Extracted entries:
--------------------------------------------------

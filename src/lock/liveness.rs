//! Deciding whether a lock record's owner is gone.
//!
//! PID probing only means something when every owner shares this host's
//! process namespace. Pools whose lock directory is shared across hosts
//! should use [`LeaseExpiry`] instead.

use std::io;
use std::time::Duration;

use chrono::Utc;

use crate::model::LockRecord;

/// Judges a lock record that is not currently held.
///
/// Implementations must lean towards `false`: calling a live owner's
/// record stale breaks mutual exclusion, while a missed stale record only
/// costs a retry.
pub trait Liveness: Send + Sync {
    fn is_stale(&self, record: &LockRecord) -> bool;
}

/// Stale when the owner pid no longer exists on this host.
#[derive(Debug, Clone, Copy, Default)]
pub struct ProcessLiveness;

impl Liveness for ProcessLiveness {
    fn is_stale(&self, record: &LockRecord) -> bool {
        !is_pid_alive(record.owner_id)
    }
}

/// Stale once the record is older than `max_age`.
#[derive(Debug, Clone, Copy)]
pub struct LeaseExpiry {
    pub max_age: Duration,
}

impl LeaseExpiry {
    pub fn new(max_age: Duration) -> Self {
        Self { max_age }
    }
}

impl Liveness for LeaseExpiry {
    fn is_stale(&self, record: &LockRecord) -> bool {
        let Ok(max_age) = chrono::Duration::from_std(self.max_age) else {
            return false;
        };
        Utc::now().signed_duration_since(record.acquired_at) > max_age
    }
}

/// Check whether a pid exists, via `kill(pid, 0)`.
pub fn is_pid_alive(pid: u32) -> bool {
    if pid == 0 {
        return false;
    }
    let Ok(pid) = i32::try_from(pid) else {
        return false;
    };
    #[cfg(unix)]
    {
        // SAFETY: signal 0 performs the existence and permission checks
        // without delivering anything. `pid` is a positive i32.
        #[allow(unsafe_code)]
        let result = unsafe { libc::kill(pid, 0) };
        if result == 0 {
            return true;
        }
        // EPERM: exists, owned by someone else.
        io::Error::last_os_error().raw_os_error() == Some(libc::EPERM)
    }
    #[cfg(not(unix))]
    {
        let _ = pid;
        true
    }
}
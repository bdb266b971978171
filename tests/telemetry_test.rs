//! Integration tests for telemetry initialization and span helpers.

use opentelemetry::KeyValue;
use stagepipe::model::ItemState;
use stagepipe::telemetry::item::{record_attempts, record_transition, start_item_span};
use stagepipe::telemetry::{TelemetryConfig, init_telemetry, metrics};

#[test]
fn telemetry_initializes_without_endpoint() {
    // A global subscriber can only be installed once per process; a
    // second init in the same binary may return Err, which is fine here.
    let config = TelemetryConfig {
        endpoint: None,
        service_name: "stagepipe-test".to_string(),
        default_level: "debug".to_string(),
    };
    let _guard = init_telemetry(config);
}

#[test]
fn item_span_records_lifecycle() {
    let span = start_item_span("categorize", "main", "1042");
    record_transition(&span, ItemState::Queued, ItemState::Claimed);
    record_attempts(&span, 3);
    record_transition(&span, ItemState::Claimed, ItemState::Rejected);

    let span = start_item_span("categorize", "pri", "1043");
    record_transition(&span, ItemState::Queued, ItemState::Claimed);
    record_transition(&span, ItemState::Claimed, ItemState::Advanced);
}

#[test]
fn metric_instruments_work_without_exporter() {
    let labels = [
        KeyValue::new("stage", "categorize"),
        KeyValue::new("root", "main"),
    ];
    metrics::items_claimed().add(1, &labels);
    metrics::items_advanced().add(1, &labels);
    metrics::items_rejected().add(1, &labels);
    metrics::stage_attempts().add(1, &[KeyValue::new("result", "reject")]);
    metrics::slot_acquisitions().add(1, &[KeyValue::new("result", "acquired")]);
    metrics::slot_wait_ms().record(12.5, &[KeyValue::new("result", "acquired")]);
}
//! Advisory slot locks.
//!
//! Each endpoint slot is one file in a shared lock directory. Holding the
//! slot means holding a non-blocking exclusive `flock` on that file; the
//! file body is a JSON [`LockRecord`] naming the holder.
//!
//! Unlinking and locking race: a process can lock an inode that another
//! process has just removed from the directory, while a third creates a
//! fresh file under the same name. To keep at most one holder per path:
//! - holders unlink the path *before* unlocking on release,
//! - acquirers verify after locking that the path still names their inode,
//! - stale records are only unlinked while exclusively locked.

pub mod liveness;
pub mod provider;

pub use liveness::{LeaseExpiry, Liveness, ProcessLiveness, is_pid_alive};
pub use provider::{FileLockProvider, LockProvider, slot_file_name};

use std::fs::{self, File, OpenOptions};
use std::io::{self, Read, Write};
use std::path::{Path, PathBuf};

use fs2::FileExt;
use tracing::{debug, warn};

use crate::error::Result;
use crate::model::LockRecord;

/// An exclusive lock on one slot file.
#[derive(Debug)]
pub struct SlotLock {
    path: PathBuf,
    tag: String,
    endpoint: String,
    file: Option<File>,
    record: Option<LockRecord>,
}

impl SlotLock {
    pub fn new(path: impl Into<PathBuf>, tag: impl Into<String>, endpoint: impl Into<String>) -> Self {
        Self {
            path: path.into(),
            tag: tag.into(),
            endpoint: endpoint.into(),
            file: None,
            record: None,
        }
    }

    pub fn path(&self) -> &Path {
        &self.path
    }

    pub fn is_held(&self) -> bool {
        self.file.is_some()
    }

    /// The record written when the lock was taken.
    pub fn record(&self) -> Option<&LockRecord> {
        self.record.as_ref()
    }

    /// Try to take the lock without blocking.
    ///
    /// Returns `Ok(false)` on contention. A contended file is left exactly
    /// as the holder wrote it.
    pub fn acquire(&mut self) -> Result<bool> {
        if self.is_held() {
            return Ok(true);
        }

        let mut file = OpenOptions::new()
            .create(true)
            .read(true)
            .write(true)
            .truncate(false)
            .open(&self.path)?;

        match file.try_lock_exclusive() {
            Ok(()) => {}
            Err(e) if is_contended(&e) => return Ok(false),
            Err(e) => return Err(e.into()),
        }

        // The previous holder may have unlinked this inode between our
        // open and our lock.
        if !same_file(&file, &self.path)? {
            debug!(path = %self.path.display(), "slot file replaced while locking");
            return Ok(false);
        }

        let record = LockRecord::for_current_process(&self.tag, &self.endpoint);
        file.set_len(0)?;
        file.write_all(&serde_json::to_vec(&record)?)?;
        file.flush()?;

        debug!(path = %self.path.display(), endpoint = %self.endpoint, "slot lock acquired");
        self.file = Some(file);
        self.record = Some(record);
        Ok(true)
    }

    /// Unlink the slot file and unlock. Safe to call when not held.
    pub fn release(&mut self) -> Result<()> {
        let Some(file) = self.file.take() else {
            return Ok(());
        };
        self.record = None;

        let removed = match same_file(&file, &self.path) {
            Ok(true) => match fs::remove_file(&self.path) {
                Err(e) if e.kind() != io::ErrorKind::NotFound => Err(e),
                _ => Ok(()),
            },
            Ok(false) => {
                warn!(path = %self.path.display(), "slot file no longer ours at release");
                Ok(())
            }
            Err(e) => Err(e),
        };
        let unlocked = FileExt::unlock(&file);
        drop(file);

        removed?;
        unlocked?;
        debug!(path = %self.path.display(), endpoint = %self.endpoint, "slot lock released");
        Ok(())
    }
}

impl Drop for SlotLock {
    fn drop(&mut self) {
        if let Err(e) = self.release() {
            warn!(path = %self.path.display(), "releasing slot lock on drop: {e}");
        }
    }
}

/// Whether the record at `path` belongs to an owner that is gone.
///
/// Reads under a shared lock. Returns `false` whenever that is not
/// possible: missing file, file exclusively held, unreadable record.
pub fn is_stale(path: &Path, liveness: &dyn Liveness) -> bool {
    let Ok(file) = File::open(path) else {
        return false;
    };
    if FileExt::try_lock_shared(&file).is_err() {
        return false;
    }
    let record = read_record(&file);
    let _ = FileExt::unlock(&file);

    match record {
        Ok(record) => liveness.is_stale(&record),
        Err(_) => false,
    }
}

/// Delete the slot file at `path` if its owner is gone.
///
/// Takes the exclusive lock for the check-and-unlink so that nobody can
/// acquire the slot in between. Returns whether the file was removed.
pub fn reclaim_if_stale(path: &Path, liveness: &dyn Liveness) -> Result<bool> {
    let file = match OpenOptions::new().read(true).write(true).open(path) {
        Ok(file) => file,
        Err(e) if e.kind() == io::ErrorKind::NotFound => return Ok(false),
        Err(e) => return Err(e.into()),
    };
    match file.try_lock_exclusive() {
        Ok(()) => {}
        Err(e) if is_contended(&e) => return Ok(false),
        Err(e) => return Err(e.into()),
    }

    let stale = same_file(&file, path)?
        && read_record(&file).is_ok_and(|record| liveness.is_stale(&record));
    if stale {
        fs::remove_file(path)?;
    }
    let _ = FileExt::unlock(&file);
    Ok(stale)
}

/// Parse the record stored in an open slot file.
pub fn read_record(mut file: &File) -> Result<LockRecord> {
    let mut content = String::new();
    file.read_to_string(&mut content)?;
    Ok(serde_json::from_str(&content)?)
}

pub(crate) fn is_contended(e: &io::Error) -> bool {
    e.kind() == io::ErrorKind::WouldBlock
        || e.raw_os_error() == fs2::lock_contended_error().raw_os_error()
}

/// Whether `path` still names the inode behind `file`.
pub(crate) fn same_file(file: &File, path: &Path) -> io::Result<bool> {
    #[cfg(unix)]
    {
        use std::os::unix::fs::MetadataExt;
        let held = file.metadata()?;
        match fs::metadata(path) {
            Ok(on_disk) => Ok(held.dev() == on_disk.dev() && held.ino() == on_disk.ino()),
            Err(e) if e.kind() == io::ErrorKind::NotFound => Ok(false),
            Err(e) => Err(e),
        }
    }
    #[cfg(not(unix))]
    {
        let _ = file;
        Ok(path.exists())
    }
}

--------------------------------------------------

The task: Wherever the string "OpenOptions" appears in the entries above, return the line it appears on.

Expected output:
use std::fs::{self, File, OpenOptions};
        let mut file = OpenOptions::new()
    let file = match OpenOptions::new().read(true).write(true).open(path) {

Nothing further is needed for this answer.